Often, the easiest metrics to begin with are those already exposed by your operating system to represent the usage of underlying physical resources. Data about disk space, CPU load, swap usage, etc. are already available, provide value immediately, and can be forwarded to a monitoring system without much additional work. Many web servers, database servers, and other software also provide their own metrics which can be passed forward as well.

For other components, especially your own applications, you may have to add code or interfaces to expose the metrics you care about. Collecting and exposing metrics is sometimes known as adding instrumentation to your services.

Metrics are useful because they provide insight into the behavior and health of your systems, especially when analyzed in aggregate. They represent the raw material used by your monitoring system to build a holistic view of your environment, automate responses to changes, and alert human beings when required. Metrics are the basic values used to understand historic trends, correlate diverse factors, and measure changes in your performance, consumption, or error rates.

What is Monitoring?

While metrics represent the data in your system, monitoring is the process of collecting, aggregating, and analyzing those values to improve awareness of your components’ characteristics and behavior. The data from various parts of your environment are collected into a monitoring system that is responsible for storage, aggregation, visualization, and initiating automated responses when the values meet specific requirements.

In general, the difference between metrics and monitoring mirrors the difference between data and information. Data is composed of raw, unprocessed facts, while information is produced by analyzing and organizing data to build context that provides value. Monitoring takes metrics data, aggregates it, and presents it in various ways that allow humans to extract insights from the collection of individual pieces.

Monitoring systems fulfill many related functions. Their first responsibility is to accept and store incoming and historical data. While values representing the current point in time are useful, it is almost always more helpful to view those numbers in relation to past values to provide context around changes and trends. This means that a monitoring system should be capable of managing data over periods of time, which may involve sampling or aggregating older data.

Secondly, monitoring systems typically provide visualizations of data. While metrics can be displayed and understood as individual values or tables, humans are much better at recognizing trends and understanding how components fit together when information is organized in a visually meaningful way. Monitoring systems usually represent the components they measure with configurable graphs and dashboards. This makes it possible to understand the interaction of complex variables or changes within a system by glancing at a display.

An additional function that monitoring systems provide is organizing and correlating data from various inputs. For the metrics to be useful, administrators need to be able to recognize patterns between different resources and across groups of servers. For example, if an application experiences a spike in error rates, an administrator should be able to use the monitoring system to discover if that event coincides with the capacity exhaustion of a related resource.

Finally, monitoring systems are typically used as a platform for defining and activating alerts, which we will talk about next.

What is Alerting?

Alerting is the responsive component of a monitoring system that performs actions based on changes in metric values. Alerts definitions are composed of two components: a metrics-based condition or threshold, and an action to perform when the values fall outside of the acceptable conditions.
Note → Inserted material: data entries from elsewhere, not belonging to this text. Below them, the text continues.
// Copyright 2024 FastLabs Developers
//
// Licensed under the Apache License, Version 2.0 (the "License");
// you may not use this file except in compliance with the License.
// You may obtain a copy of the License at
//
//     http://www.apache.org/licenses/LICENSE-2.0
//
// Unless required by applicable law or agreed to in writing, software
// distributed under the License is distributed on an "AS IS" BASIS,
// WITHOUT WARRANTIES OR CONDITIONS OF ANY KIND, either express or implied.
// See the License for the specific language governing permissions and
// limitations under the License.

//! Configuration of the Riemann appender.
//!
//! A [`RiemannConfig`] is built once through [`RiemannConfigBuilder`] and is immutable afterwards.

use std::collections::BTreeMap;
use std::fmt;
use std::str::FromStr;
use std::sync::Arc;
use std::time::Duration;

use crate::Error;
use crate::ErrorKind;
use crate::hostname::resolve_hostname;
use crate::record::Level;
use crate::trap::DefaultTrap;
use crate::trap::Trap;

/// Service name used when none is configured.
pub const DEFAULT_SERVICE_NAME: &str = "*no-service-name*";
/// Collector host used when none is configured.
pub const DEFAULT_COLLECTOR_HOST: &str = "localhost";
/// Riemann's default port for both TCP and UDP.
pub const DEFAULT_COLLECTOR_PORT: u16 = 5555;
/// Connect, read and write timeout of the bundled transports.
pub const DEFAULT_TIMEOUT: Duration = Duration::from_secs(5);

/// Environment variables read by [`RiemannConfigBuilder::from_env`].
pub mod env {
    /// Service name.
    pub const SERVICE_NAME: &str = "RIEMANN_SERVICE_NAME";
    /// Collector host.
    pub const COLLECTOR_HOST: &str = "RIEMANN_HOSTNAME";
    /// Collector port.
    pub const COLLECTOR_PORT: &str = "RIEMANN_PORT";
    /// Override of the reporting host name.
    pub const REPORTING_HOST: &str = "RIEMANN_REPORTING_HOST";
    /// Minimum level, e.g. `warn`.
    pub const LOG_LEVEL: &str = "RIEMANN_LOG_LEVEL";
    /// Custom attributes, e.g. `env:prod,team:payments`.
    pub const CUSTOM_ATTRIBUTES: &str = "RIEMANN_CUSTOM_ATTRIBUTES";
    /// `true` to use TCP instead of UDP.
    pub const TCP: &str = "RIEMANN_TCP";
}

/// The transport used to reach the collector.
#[derive(Clone, Copy, Debug, Default, PartialEq, Eq, Hash)]
pub enum TransportKind {
    /// One datagram per event, acknowledged as soon as it is written.
    #[default]
    Udp,
    /// A persistent connection; every event waits for the collector's acknowledgement.
    Tcp,
}

impl TransportKind {
    /// Return the string representation of the `TransportKind`.
    pub fn as_str(&self) -> &'static str {
        match self {
            TransportKind::Udp => "udp",
            TransportKind::Tcp => "tcp",
        }
    }
}

impl fmt::Display for TransportKind {
    fn fmt(&self, f: &mut fmt::Formatter<'_>) -> fmt::Result {
        f.pad(self.as_str())
    }
}

/// Immutable configuration of a [`Riemann`](crate::append::Riemann) appender.
#[derive(Clone, Debug)]
pub struct RiemannConfig {
    service_name: String,
    host_name: String,
    collector_host: String,
    collector_port: u16,
    min_level: Level,
    transport: TransportKind,
    timeout: Duration,
    custom_attributes: BTreeMap<String, String>,
    trap: Arc<dyn Trap>,
}

impl RiemannConfig {
    /// Create a builder with the default settings.
    pub fn builder() -> RiemannConfigBuilder {
        RiemannConfigBuilder::default()
    }

    /// The service name reported on every event.
    pub fn service_name(&self) -> &str {
        &self.service_name
    }

    /// The host name reported on every event.
    pub fn host_name(&self) -> &str {
        &self.host_name
    }

    /// The collector host.
    pub fn collector_host(&self) -> &str {
        &self.collector_host
    }

    /// The collector port.
    pub fn collector_port(&self) -> u16 {
        self.collector_port
    }

    /// Records less severe than this level are dropped.
    pub fn min_level(&self) -> Level {
        self.min_level
    }

    /// The transport used to reach the collector.
    pub fn transport(&self) -> TransportKind {
        self.transport
    }

    /// The timeout of the bundled transports.
    pub fn timeout(&self) -> Duration {
        self.timeout
    }

    /// Static attributes added to every event, before namespacing.
    pub fn custom_attributes(&self) -> &BTreeMap<String, String> {
        &self.custom_attributes
    }

    /// The sink of local diagnostics.
    pub fn trap(&self) -> &dyn Trap {
        self.trap.as_ref()
    }
}

/// A builder to configure and create a [`RiemannConfig`].
#[derive(Debug)]
pub struct RiemannConfigBuilder {
    service_name: String,
    host_name: Option<String>,
    collector_host: String,
    collector_port: u16,
    min_level: Level,
    min_level_str: Option<String>,
    transport: TransportKind,
    timeout: Duration,
    custom_attributes: Vec<String>,
    trap: Arc<dyn Trap>,
}

impl Default for RiemannConfigBuilder {
    fn default() -> Self {
        RiemannConfigBuilder {
            service_name: DEFAULT_SERVICE_NAME.to_string(),
            host_name: None,
            collector_host: DEFAULT_COLLECTOR_HOST.to_string(),
            collector_port: DEFAULT_COLLECTOR_PORT,
            min_level: Level::Error,
            min_level_str: None,
            transport: TransportKind::Udp,
            timeout: DEFAULT_TIMEOUT,
            custom_attributes: vec![],
            trap: Arc::new(DefaultTrap::default()),
        }
    }
}

impl RiemannConfigBuilder {
    /// Create a builder seeded from the `RIEMANN_*` environment variables.
    ///
    /// See [`env`] for the variable names. Unset variables keep their defaults.
    ///
    /// # Errors
    ///
    /// Return an error if the port or the TCP switch cannot be parsed.
    pub fn from_env() -> Result<Self, Error> {
        Self::from_lookup(|key| std::env::var(key).ok())
    }

    fn from_lookup<F>(lookup: F) -> Result<Self, Error>
    where
        F: Fn(&str) -> Option<String>,
    {
        let mut builder = RiemannConfigBuilder::default();

        if let Some(service_name) = lookup(env::SERVICE_NAME) {
            builder = builder.service_name(service_name);
        }
        if let Some(collector_host) = lookup(env::COLLECTOR_HOST) {
            builder = builder.collector_host(collector_host);
        }
        if let Some(port) = lookup(env::COLLECTOR_PORT) {
            let port = u16::from_str(port.trim()).map_err(|err| {
                Error::new(ErrorKind::Config, "malformed collector port")
                    .with_context("variable", env::COLLECTOR_PORT)
                    .with_context("value", &port)
                    .with_source(err)
            })?;
            builder = builder.collector_port(port);
        }
        if let Some(host_name) = lookup(env::REPORTING_HOST) {
            builder = builder.host_name(host_name);
        }
        if let Some(level) = lookup(env::LOG_LEVEL) {
            builder = builder.min_level_str(level);
        }
        if let Some(attributes) = lookup(env::CUSTOM_ATTRIBUTES) {
            builder = builder.custom_attributes(attributes);
        }
        if let Some(tcp) = lookup(env::TCP) {
            let tcp = parse_bool(&tcp).ok_or_else(|| {
                Error::new(ErrorKind::Config, "malformed transport switch")
                    .with_context("variable", env::TCP)
                    .with_context("value", &tcp)
            })?;
            builder = builder.tcp(tcp);
        }

        Ok(builder)
    }

    /// Set the service name reported on every event.
    ///
    /// Default to `*no-service-name*`.
    pub fn service_name(mut self, service_name: impl Into<String>) -> Self {
        self.service_name = service_name.into();
        self
    }

    /// Override the host name reported on every event.
    ///
    /// Default to the host name resolved from the operating system.
    pub fn host_name(mut self, host_name: impl Into<String>) -> Self {
        self.host_name = Some(host_name.into());
        self
    }

    /// Set the collector host.
    ///
    /// Default to `localhost`.
    pub fn collector_host(mut self, collector_host: impl Into<String>) -> Self {
        self.collector_host = collector_host.into();
        self
    }

    /// Set the collector port.
    ///
    /// Default to `5555`.
    pub fn collector_port(mut self, collector_port: u16) -> Self {
        self.collector_port = collector_port;
        self
    }

    /// Set the minimum level of forwarded records.
    ///
    /// Default to [`Level::Error`].
    pub fn min_level(mut self, level: Level) -> Self {
        self.min_level = level;
        self.min_level_str = None;
        self
    }

    /// Set the minimum level from its name, e.g. `"warn"`.
    ///
    /// The name is parsed by [`build`](Self::build). An unknown name falls back to
    /// [`Level::Debug`] and is reported to the trap.
    pub fn min_level_str(mut self, level: impl Into<String>) -> Self {
        self.min_level_str = Some(level.into());
        self
    }

    /// Select the transport.
    ///
    /// Default to [`TransportKind::Udp`].
    pub fn transport(mut self, transport: TransportKind) -> Self {
        self.transport = transport;
        self
    }

    /// Use TCP when `true`, UDP otherwise.
    pub fn tcp(self, tcp: bool) -> Self {
        self.transport(if tcp {
            TransportKind::Tcp
        } else {
            TransportKind::Udp
        })
    }

    /// Set the connect, read and write timeout of the bundled transports.
    ///
    /// Default to 5 seconds.
    pub fn timeout(mut self, timeout: Duration) -> Self {
        self.timeout = timeout;
        self
    }

    /// Add static attributes from a `key:value,key:value` string.
    ///
    /// Parsing happens in [`build`](Self::build). A malformed pair stops the parse of that string;
    /// the pairs before it are kept and the failure is reported to the trap.
    pub fn custom_attributes(mut self, attributes: impl Into<String>) -> Self {
        self.custom_attributes.push(attributes.into());
        self
    }

    /// Set the sink of local diagnostics.
    ///
    /// Default to [`DefaultTrap`], which writes to standard error.
    pub fn trap(mut self, trap: impl Trap) -> Self {
        self.trap = Arc::new(trap);
        self
    }

    /// Build the [`RiemannConfig`].
    ///
    /// # Errors
    ///
    /// Return an error if no host name override is set and the OS host name cannot be resolved.
    pub fn build(self) -> Result<RiemannConfig, Error> {
        let RiemannConfigBuilder {
            service_name,
            host_name,
            collector_host,
            collector_port,
            min_level,
            min_level_str,
            transport,
            timeout,
            custom_attributes,
            trap,
        } = self;

        let host_name = match host_name {
            Some(host_name) => host_name,
            None => resolve_hostname()?,
        };

        let min_level = match min_level_str {
            Some(name) => parse_level(&name, trap.as_ref()),
            None => min_level,
        };

        let mut attributes = BTreeMap::new();
        for input in custom_attributes.iter() {
            attributes.extend(parse_custom_attributes(input, trap.as_ref()));
        }

        Ok(RiemannConfig {
            service_name,
            host_name,
            collector_host,
            collector_port,
            min_level,
            transport,
            timeout,
            custom_attributes: attributes,
            trap,
        })
    }
}

// unknown names fall back to DEBUG
fn parse_level(name: &str, trap: &dyn Trap) -> Level {
    Level::from_str(name).unwrap_or_else(|err| {
        let err = Error::new(ErrorKind::Config, "unknown minimum level, falling back to DEBUG")
            .with_context("level", name)
            .with_source(err);
        trap.trap(&err);
        Level::Debug
    })
}

/// Parse a `key:value,key:value` string into attributes.
///
/// Empty segments are skipped and a value keeps any further `:`. A segment without a `:`, or
/// with an empty key or value, aborts the parse: the failure goes to `trap` and the pairs parsed
/// so far are returned.
pub fn parse_custom_attributes(input: &str, trap: &dyn Trap) -> BTreeMap<String, String> {
    let mut result = BTreeMap::new();
    for pair in input.split(',') {
        if pair.trim().is_empty() {
            continue;
        }
        match pair.split_once(':') {
            Some((key, value)) if !key.is_empty() && !value.is_empty() => {
                result.insert(key.to_string(), value.to_string());
            }
            _ => {
                let err = Error::new(
                    ErrorKind::Config,
                    "encountered error while parsing attribute string",
                )
                .with_context("attributes", input)
                .with_context("pair", pair);
                trap.trap(&err);
                break;
            }
        }
    }
    result
}

fn parse_bool(s: &str) -> Option<bool> {
    match s.trim().to_ascii_lowercase().as_str() {
        "true" | "1" | "yes" | "on" => Some(true),
        "false" | "0" | "no" | "off" => Some(false),
        _ => None,
    }
}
While monitoring systems are incredibly useful for active interpretation and investigation, one of the primary benefits of a complete monitoring system is letting administrators disengage from the system. Alerts allow you to define situations that make sense to actively manage, while relying on the passive monitoring of the software to watch for changing conditions.

While notifying responsible parties is the most common action for alerting, some programmatic responses can be triggered based on threshold violations as well. For instance, an alert that indicates that you need more CPU to process the current load can be responded to with a script that auto-scales that layer of your application. While this isn’t strictly an alert since it doesn’t result in a notification, the same monitoring system mechanism can often be used to kick off these processes as well.

However, the main purpose of alerting is still to bring human attention to bear on the current status of your systems. Automating responses is an important mechanism for ensuring that notifications are only triggered for situations that require consideration from a knowledgeable human being. The alert itself should contain information about what is wrong and where to go to find additional information. The individual responding to the alert can then use the monitoring system and associated tooling like log files to investigate the cause of the problem and implementing a mitigation strategy.

Infrastructure of even moderate complexity requires distinctions in alert severity so that the responsible teams or individuals can be notified using methods appropriate to the scale of the problem. For instance, rising utilization of storage might warrant a work ticket or email, while an increase in client-facing error rates or unresponsiveness might require sending a page to on-call staff.

What Type of Information Is Important to Track?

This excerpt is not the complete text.